Thursday, September 17, 2009

Glenn's Not-So-Secret Motive

Time's profile of Glenn Beck, the paranoid, recovering alcoholic suffering from DTs of the tongue, is mostly a tale of his rise from a 13-year-old kid with a dream of being on the radio to one of the most popular media figures in America. However, the piece goes expose the soft underbelly to the lighth of day and reminds us that he's just another huckster selling snake oil to stupid people:
There are bigger one-voice enterprises in the world: Oprah, Rush, Dr. Phil. But few are more widely diversified. In June, estimators at Forbes magazine pegged Beck's earnings over the previous 12 months at $23 million, a ballpark figure confirmed by knowledgeable sources, and this year's revenues are on track to be higher. The largest share comes from his radio show, which is heard by more than 8 million listeners on nearly 400 stations — one of the five biggest radio audiences in the country. Beck is one of only a handful of blockbuster authors who have reached No. 1 on the New York Times best-seller lists with both nonfiction and fiction. (Among the others: John Grisham, Patricia Cornwell and William Styron. Unlike them, however, Beck gets a lot of help from his staff.) His latest book, Arguing with Idiots, will be published this month, and if things go as expected, it will be the third No. 1 with his name on the front published in the past 12 months. Taking a page from Stephen King — who once called Beck "Satan's mentally challenged younger brother" — Beck recently entered into a partnership with Simon & Schuster that pays him a share of
profits rather than a traditional author's royalty, and he plans to create a range of books for every audience, from children to teens to adults.
He says he's afraid for this country, afraid that corruption in Washington is spreading on a nationwide scale, that there are communists in the Obama administration ready to replace the Stars and Stripes with the Soviet hammer and sickle, that ordinary people in ordinary towns across the country are going to be sent to Nazi-style concentration camps if they resist the Obama administration, that Obama's efforts to foster volunteerism is really an attempt to create a "civilian national security force that is just as strong, just as powerful as the military."

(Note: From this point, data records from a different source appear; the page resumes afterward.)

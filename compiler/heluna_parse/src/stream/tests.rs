use super::*;
use crate::{scan, ParseErrorKind};
use pretty_assertions::assert_eq;

/// Helper: scan a source that is known to be lexically valid.
fn stream(source: &str) -> TokenStream {
    match scan(source) {
        Ok(stream) => stream,
        Err(error) => panic!("unexpected lexical error for {source:?}: {error}"),
    }
}

fn next_text(stream: &mut TokenStream) -> Option<String> {
    stream.next_token().map(|t| t.text.clone())
}

#[test]
fn test_stream_navigation() {
    let mut s = stream("4 + 9");
    assert!(s.has_next());
    assert_eq!(s.remaining(), 3);

    let first = s.next_token().cloned();
    assert_eq!(
        first.map(|t| (t.kind, t.text, t.column)),
        Some((TokenKind::Integer, "4".to_owned(), 2))
    );
    let second = s.next_token().cloned();
    assert_eq!(
        second.map(|t| (t.kind, t.text, t.column)),
        Some((TokenKind::Symbol, "+".to_owned(), 3))
    );
    let third = s.next_token().cloned();
    assert_eq!(
        third.map(|t| (t.kind, t.text, t.column)),
        Some((TokenKind::Integer, "9".to_owned(), 5))
    );

    assert!(!s.has_next());
    assert!(s.next_token().is_none());
    assert_eq!(s.position(), 3);
}

#[test]
fn test_peek_does_not_consume() {
    let mut s = stream("a b");
    assert_eq!(s.peek().map(|t| t.text.as_str()), Some("a"));
    assert_eq!(s.position(), 0);
    assert_eq!(next_text(&mut s).as_deref(), Some("a"));
    assert_eq!(s.peek().map(|t| t.text.as_str()), Some("b"));
}

#[test]
fn test_reset() {
    let mut s = stream("4");
    s.next_token();
    assert!(!s.has_next());
    s.reset();
    assert!(s.has_next());
    let token = s.next_token().cloned();
    assert_eq!(token.map(|t| (t.text, t.column)), Some(("4".to_owned(), 1)));
}

#[test]
fn test_set_position_clamps_to_end() {
    let mut s = stream("a b");
    s.set_position(10);
    assert_eq!(s.position(), 2);
    assert!(!s.has_next());
}

#[test]
fn test_return_token() {
    let mut s = stream("a b");
    s.next_token();
    s.next_token();
    s.return_token();
    assert_eq!(s.position(), 1);
    assert_eq!(next_text(&mut s).as_deref(), Some("b"));
}

#[test]
fn test_return_token_clamps_at_start() {
    let mut s = stream("");
    s.return_token();
    assert_eq!(s.position(), 0);

    let mut s = stream("a");
    s.return_token();
    s.return_token();
    assert_eq!(s.position(), 0);
    assert_eq!(next_text(&mut s).as_deref(), Some("a"));
}

#[test]
fn test_require_next() {
    let mut s = stream("4");
    assert!(s.require_next("expected a token").is_ok());
    let Err(error) = s.require_next("expected a token") else {
        panic!("exhausted stream should fail");
    };
    assert_eq!(error.kind, ParseErrorKind::UnexpectedEnd);
    assert_eq!(error.message(), "expected a token");
    assert_eq!(s.position(), 1);
}

#[test]
fn test_require_symbol_restores_cursor() {
    let mut s = stream("+");
    assert_eq!(
        s.require_symbol("some error").map(|t| t.text.clone()),
        Ok("+".to_owned())
    );

    let mut s = stream("foo");
    let Err(error) = s.require_symbol("some error") else {
        panic!("identifier is not a symbol");
    };
    assert_eq!(error.kind, ParseErrorKind::UnexpectedToken);
    assert_eq!(error.token.map(|t| t.text), Some("foo".to_owned()));
    assert_eq!(s.position(), 0);
}

#[test]
fn test_consume_symbol() {
    let mut s = stream("+ -");
    assert!(s.consume_symbol("+"));
    assert!(!s.consume_symbol("+"));
    assert_eq!(s.position(), 1);
    s.next_token();
    assert!(!s.consume_symbol("+"));
    assert_eq!(s.position(), 2);
}

#[test]
fn test_consume_symbol_ignores_other_kinds() {
    // A string whose text is "+" is not the symbol "+".
    let mut s = stream(r#""+""#);
    assert!(!s.consume_symbol("+"));
    assert_eq!(s.position(), 0);
}

#[test]
fn test_require_identifier() {
    let mut s = stream("foo");
    assert!(s.require_identifier("some error").is_ok());

    let mut s = stream("42");
    let result = s.require_identifier("some error");
    assert!(matches!(
        result,
        Err(ParseError {
            kind: ParseErrorKind::UnexpectedToken,
            ..
        })
    ));
    assert_eq!(s.position(), 0);
}

#[test]
fn test_consume_identifier() {
    let mut s = stream("foo bar 42");
    assert!(s.consume_identifier("foo"));
    assert!(!s.consume_identifier("foo"));
    assert!(s.consume_identifier("bar"));
    assert!(!s.consume_identifier("42"));
    assert_eq!(s.position(), 2);
    s.next_token();
    assert!(!s.consume_identifier("foo"));
}

#[test]
fn test_consume_identifier_hard() {
    let mut s = stream("foo");
    assert_eq!(s.consume_identifier_hard("foo", "expected foo"), Ok(()));
    assert_eq!(s.position(), 1);

    let mut s = stream("42");
    let Err(error) = s.consume_identifier_hard("foo", "expected foo") else {
        panic!("integer is not the identifier foo");
    };
    assert_eq!(error.kind, ParseErrorKind::UnexpectedToken);
    assert_eq!(error.position(), Some(heluna_ir::Position::new(1, 2)));
    assert_eq!(s.position(), 0);

    let mut s = stream("");
    let result = s.consume_identifier_hard("foo", "expected foo");
    assert_eq!(result.map_err(|e| e.kind), Err(ParseErrorKind::UnexpectedEnd));
}

#[test]
fn test_clones_are_independent_cursors() {
    let mut a = stream("x y z");
    a.next_token();
    let mut b = a.clone();
    b.next_token();
    b.next_token();
    assert_eq!(a.position(), 1);
    assert_eq!(b.position(), 3);
    assert_eq!(next_text(&mut a).as_deref(), Some("y"));
}

#[test]
fn test_indexed_access_ignores_cursor() {
    let mut s = stream("4+9");
    s.next_token();
    assert_eq!(s.len(), 3);
    assert_eq!(s.get(0).map(|t| t.index), Some(0));
    assert_eq!(s.get(2).map(|t| t.index), Some(2));
    assert!(s.get(3).is_none());
    assert_eq!(s.tokens().len(), 3);
}
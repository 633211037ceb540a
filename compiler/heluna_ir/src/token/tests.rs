use super::*;
use pretty_assertions::assert_eq;

#[test]
fn test_token_position() {
    let token = Token::new(TokenKind::Identifier, "foo", Position::new(2, 7), 11);
    assert_eq!(token.position(), Position::new(2, 7));
    assert_eq!(token.line, 2);
    assert_eq!(token.column, 7);
    assert_eq!(token.index, 11);
}

#[test]
fn test_token_matchers() {
    let plus = Token::new(TokenKind::Symbol, "+", Position::new(1, 1), 0);
    assert!(plus.is_symbol("+"));
    assert!(!plus.is_symbol("-"));
    assert!(!plus.is_identifier("+"));

    let foo = Token::new(TokenKind::Identifier, "foo", Position::new(1, 3), 0);
    assert!(foo.is_identifier("foo"));
    assert!(!foo.is_symbol("foo"));

    // Same text, different kind.
    let label = Token::new(TokenKind::Label, "foo", Position::new(1, 4), 0);
    assert!(!label.is_identifier("foo"));
}

#[test]
fn test_token_kind_names() {
    assert_eq!(TokenKind::Float.to_string(), "Float");
    assert_eq!(TokenKind::Reference.name(), "Reference");
    assert!(TokenKind::Integer.is_number());
    assert!(TokenKind::Float.is_number());
    assert!(!TokenKind::String.is_number());
}

#[test]
fn test_token_debug() {
    let token = Token::new(TokenKind::String, "a\nb", Position::new(2, 3), 0);
    assert_eq!(format!("{token:?}"), r#"String("a\nb") @ 2:3 #0"#);
}

#[test]
fn test_position_display() {
    assert_eq!(Position::new(3, 14).to_string(), "line 3, column 14");
    assert_eq!(Position::START, Position::new(1, 0));
}
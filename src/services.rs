//! The map and the list view, as the controller sees them.
//!
//! Both are opaque: the controller tells them what to show and never reads
//! their state back. The terminal implementations live in `cli::terminal`.

use crate::lookup::LookupError;
use crate::model::{Coords, ValidationError, Workout, WorkoutId};

/// A map that can carry one pin per workout.
pub trait MapService {
    /// Handle to a placed marker, given back to remove it.
    type Marker;

    fn place_marker(&mut self, coords: Coords, popup: &str) -> Self::Marker;

    fn remove_marker(&mut self, marker: Self::Marker);

    fn pan_to(&mut self, coords: Coords, zoom: u8);

    /// Fits the viewport to `bounds`, keeping `padding` pixels (x, y) clear.
    fn fit_bounds(&mut self, bounds: Bounds, padding: (u32, u32));
}

/// The workout list and the warnings shown next to it.
pub trait ViewService {
    /// Replaces the whole list with these workouts, in this order.
    fn render_list(&mut self, workouts: &[&Workout]);

    /// Enables the collection-wide actions (sort, filter, show all, reset).
    fn set_actions_enabled(&mut self, enabled: bool);

    fn show_validation_warning(&mut self, error: &ValidationError);

    /// There are no workouts to act on.
    fn show_empty_warning(&mut self);

    fn show_lookup_failure(&mut self, error: &LookupError);

    /// A workout was submitted before a point on the map was picked.
    fn show_missing_location(&mut self);

    fn show_not_found(&mut self, id: &WorkoutId);
}

/// A box on the map given by two opposite corners.
#[derive(Debug, Clone, Copy, PartialEq)]
pub struct Bounds {
    /// `(max lat, min lng)`.
    pub north_west: Coords,
    /// `(min lat, max lng)`.
    pub south_east: Coords,
}

impl Bounds {
    /// The smallest box holding every point; `None` when there are none.
    pub fn enclosing(points: impl IntoIterator<Item = Coords>) -> Option<Self> {
        let mut points = points.into_iter();
        let first = points.next()?;
        let (mut min, mut max) = (first, first);
        for p in points {
            min.lat = min.lat.min(p.lat);
            min.lng = min.lng.min(p.lng);
            max.lat = max.lat.max(p.lat);
            max.lng = max.lng.max(p.lng);
        }
        Some(Self {
            north_west: Coords::new(max.lat, min.lng),
            south_east: Coords::new(min.lat, max.lng),
        })
    }
}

It's easy to laugh and dismiss him as a tin-foil hatter, but he has millions of devoted viewers, readers, and listeners, and he has the backing of one of the most powerful media corporations on the planet. And in truth, he's a sick puppy. One only need to look at the fact that his mom committed suicide while Beck was a teenager, that he used alcohol to medicate that pain, that he turned to a bizarre Christian cult like Mormonism (the only major world religion born in America, by the way -- seems fitting) for some meaning in life, to understand that his mental gears grind very differently than ours. At the end of the day, combining his pathology with his access to power should make us very wary.

The latest from Little Green Footballs reports that Beck's advertising revenue has fallen 50% since he said on his Fox show that Obama had a "deep-seated hatred for white people" and was a "racist." So far, 62 companies, including Wal-Mart, Bank of America, Procter & Gamble, and the US Postal Service, have pulled their advertising dollars from Beck's show. God bless America and the First Amendment.